Record extracts:
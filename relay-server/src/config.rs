//! Configuration loading for relay-server.
//!
//! Configuration is loaded from an optional TOML file. Every section and
//! field has a default, so an empty file is a valid configuration.

use serde::Deserialize;
use std::path::PathBuf;

/// Root configuration for relay-server.
#[derive(Debug, Clone, Default, Deserialize)]
pub struct Config {
    /// Server configuration.
    #[serde(default)]
    pub server: ServerConfig,
    /// HTTP endpoints configuration.
    #[serde(default)]
    pub http: HttpConfig,
    /// Upload limits.
    #[serde(default)]
    pub limits: LimitsConfig,
}

/// Server configuration.
#[derive(Debug, Clone, Deserialize)]
pub struct ServerConfig {
    /// Bind address for the HTTP listener (default: 0.0.0.0:8080).
    #[serde(default = "default_bind_address")]
    pub bind_address: String,
}

/// HTTP endpoints configuration.
#[derive(Debug, Clone, Deserialize)]
pub struct HttpConfig {
    /// Enable metrics endpoint (default: true).
    #[serde(default = "default_metrics_enabled")]
    pub metrics_enabled: bool,
}

/// Upload limits.
#[derive(Debug, Clone, Default, Deserialize)]
pub struct LimitsConfig {
    /// Largest declared plaintext size accepted on create, in bytes.
    /// 0 means unlimited (default).
    #[serde(default)]
    pub max_file_size: u64,
}

// Default value functions
fn default_bind_address() -> String {
    "0.0.0.0:8080".to_string()
}

fn default_metrics_enabled() -> bool {
    true
}

impl Default for ServerConfig {
    fn default() -> Self {
        Self {
            bind_address: default_bind_address(),
        }
    }
}

impl Default for HttpConfig {
    fn default() -> Self {
        Self {
            metrics_enabled: default_metrics_enabled(),
        }
    }
}

impl Config {
    /// Load the file at `path`, or the defaults when no file is given.
    pub fn load(path: Option<&std::path::Path>) -> crate::error::Result<Self> {
        match path {
            Some(path) => Ok(Self::from_file(path)?),
            None => Ok(Self::default()),
        }
    }

    /// Load configuration from a TOML file.
    ///
    /// # Errors
    ///
    /// Returns an error if the file cannot be read or parsed.
    pub fn from_file(path: &std::path::Path) -> Result<Self, ConfigError> {
        let content = std::fs::read_to_string(path).map_err(|e| ConfigError::ReadError {
            path: path.to_path_buf(),
            source: e,
        })?;

        toml::from_str(&content).map_err(|e| ConfigError::ParseError {
            path: path.to_path_buf(),
            source: e,
        })
    }
}

/// Configuration error types.
#[derive(Debug, thiserror::Error)]
pub enum ConfigError {
    /// Failed to read configuration file.
    #[error("failed to read config file {path}: {source}")]
    ReadError {
        /// Path to the configuration file.
        path: PathBuf,
        /// Underlying I/O error.
        source: std::io::Error,
    },
    /// Failed to parse configuration file.
    #[error("failed to parse config file {path}: {source}")]
    ParseError {
        /// Path to the configuration file.
        path: PathBuf,
        /// Underlying TOML parse error.
        source: toml::de::Error,
    },
}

Required work:
Count the lines of the records that include the word "endpoints". Give the number by itself.

Solution to the exercise:
2